![](pngs/nba_html_crawler.png)
1. Define Foundation
2. Get Season Urls (1/2)
2. Get Season Urls (2/2)
3. Save ALL Team Seasons Html Pages 
---

### ➤ 1 Define Foundation 

In [1]:
import os
import sys
import time as t
from urllib.parse import urljoin

import numpy as np
import pandas as pd
import requests
from bs4 import BeautifulSoup

In [2]:
MAIN_URL = r"https://www.basketball-reference.com/"
SEASON_URL = r"https://www.basketball-reference.com/leagues/"

DATA_PATH = r"C:\Users\knaue\Documents\Data\NBA"
SEASON_HTML_PATH = os.path.join(DATA_PATH, "SEASON_HTML")
SEASON_PATH = os.path.join(DATA_PATH, "Season_Urls.csv")
SEASON_DETAIL_PATH = os.path.join(DATA_PATH, "Season_Detail_Urls.csv")

PARSER = 'lxml'

In [3]:
# Some infomations are hidden in comments --> convert comments in normal html code 
def filter_out_comment(soup: BeautifulSoup) -> BeautifulSoup:
    content = str(soup).replace('<!--', '')
    content = content.replace('-->', '')
    return BeautifulSoup(content, PARSER)

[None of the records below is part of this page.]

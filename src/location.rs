// src/location.rs

//! A code location: one deployable asset graph plus its queue routing.

use crate::graph::AssetGraph;
use crate::routing::QueueRoutingPolicy;
use crate::types::{DeploymentTarget, QueueName};

#[derive(Debug, Clone)]
pub struct CodeLocation {
    name: String,
    target: DeploymentTarget,
    policy: QueueRoutingPolicy,
    graph: AssetGraph,
}

impl CodeLocation {
    pub fn new(
        name: impl Into<String>,
        target: DeploymentTarget,
        policy: QueueRoutingPolicy,
        graph: AssetGraph,
    ) -> Self {
        Self {
            name: name.into(),
            target,
            policy,
            graph,
        }
    }

    pub fn name(&self) -> &str {
        &self.name
    }

    pub fn target(&self) -> DeploymentTarget {
        self.target
    }

    pub fn policy(&self) -> &QueueRoutingPolicy {
        &self.policy
    }

    pub fn graph(&self) -> &AssetGraph {
        &self.graph
    }

    /// Queue all of this location's assets are routed to.
    pub fn queue(&self) -> QueueName {
        self.policy.resolve_queue()
    }
}
// src/graph/mod.rs

//! Asset dependency graph.
//!
//! - [`node`] holds the declarative [`NodeDescription`] and the validated
//!   [`AssetNode`].
//! - [`asset_graph`] builds and validates the immutable [`AssetGraph`].
//! - [`order`] walks the graph in deterministic dependency order.
//! - `traverse` computes upstream / downstream closures.

pub mod asset_graph;
mod cycle;
pub mod node;
pub mod order;
mod traverse;

pub use asset_graph::AssetGraph;
pub use node::{AssetNode, NodeDescription};
pub use order::TopologicalOrder;
#![allow(dead_code)]

use std::collections::BTreeMap;

use assetroute::config::{AssetConfig, ConfigFile, LocationConfig, PoolConfig, RawConfigFile};
use assetroute::errors::Result;
use assetroute::graph::{AssetGraph, NodeDescription};
use assetroute::types::DeploymentTarget;

/// Builder for a list of [`NodeDescription`]s to simplify graph setup.
#[derive(Debug, Default)]
pub struct GraphBuilder {
    nodes: Vec<NodeDescription>,
}

impl GraphBuilder {
    pub fn new() -> Self {
        Self::default()
    }

    /// Add an asset depending on `deps`.
    pub fn node(mut self, name: &str, deps: &[&str]) -> Self {
        self.nodes
            .push(NodeDescription::new(name).with_deps(deps.iter().copied()));
        self
    }

    /// Add an asset with kinds and dependencies.
    pub fn node_with_kinds(mut self, name: &str, kinds: &[&str], deps: &[&str]) -> Self {
        self.nodes.push(
            NodeDescription::new(name)
                .with_kinds(kinds.iter().copied())
                .with_deps(deps.iter().copied()),
        );
        self
    }

    pub fn descriptions(&self) -> Vec<NodeDescription> {
        self.nodes.clone()
    }

    pub fn try_build(self) -> Result<AssetGraph> {
        AssetGraph::build(self.nodes)
    }

    pub fn build(self) -> AssetGraph {
        self.try_build()
            .expect("Failed to build valid graph from builder")
    }
}

/// Builder for `ConfigFile`, going through the same validation as a TOML file.
#[derive(Debug, Default)]
pub struct ConfigBuilder {
    config: RawConfigFile,
}

impl ConfigBuilder {
    pub fn new() -> Self {
        Self::default()
    }

    pub fn location(mut self, name: &str, target: DeploymentTarget, queue: Option<&str>) -> Self {
        self.config.location.insert(
            name.to_string(),
            LocationConfig {
                target,
                queue: queue.map(str::to_string),
                asset: BTreeMap::new(),
            },
        );
        self
    }

    /// Add an asset to a location previously declared with [`Self::location`].
    pub fn asset(mut self, location: &str, name: &str, deps: &[&str]) -> Self {
        let loc = self
            .config
            .location
            .get_mut(location)
            .expect("declare the location before adding assets");
        loc.asset.insert(
            name.to_string(),
            AssetConfig {
                kinds: Vec::new(),
                deps: deps.iter().map(|d| d.to_string()).collect(),
                description: None,
            },
        );
        self
    }

    pub fn pool(mut self, id: &str, queues: &[&str], include_default_queue: bool) -> Self {
        self.config.pool.insert(
            id.to_string(),
            PoolConfig {
                queues: queues.iter().map(|q| q.to_string()).collect(),
                include_default_queue,
            },
        );
        self
    }

    pub fn raw(self) -> RawConfigFile {
        self.config
    }

    pub fn try_build(self) -> Result<ConfigFile> {
        ConfigFile::try_from(self.config)
    }

    pub fn build(self) -> ConfigFile {
        self.try_build()
            .expect("Failed to build valid config from builder")
    }
}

def request_data(url: str, sleep_time_sec: float = 1.0, with_comment: bool = True) -> BeautifulSoup:
    t.sleep(sleep_time_sec)
    
    if with_comment: 
        return BeautifulSoup(requests.get(url).content, PARSER)
    return filter_out_comment(BeautifulSoup(requests.get(url).content, PARSER))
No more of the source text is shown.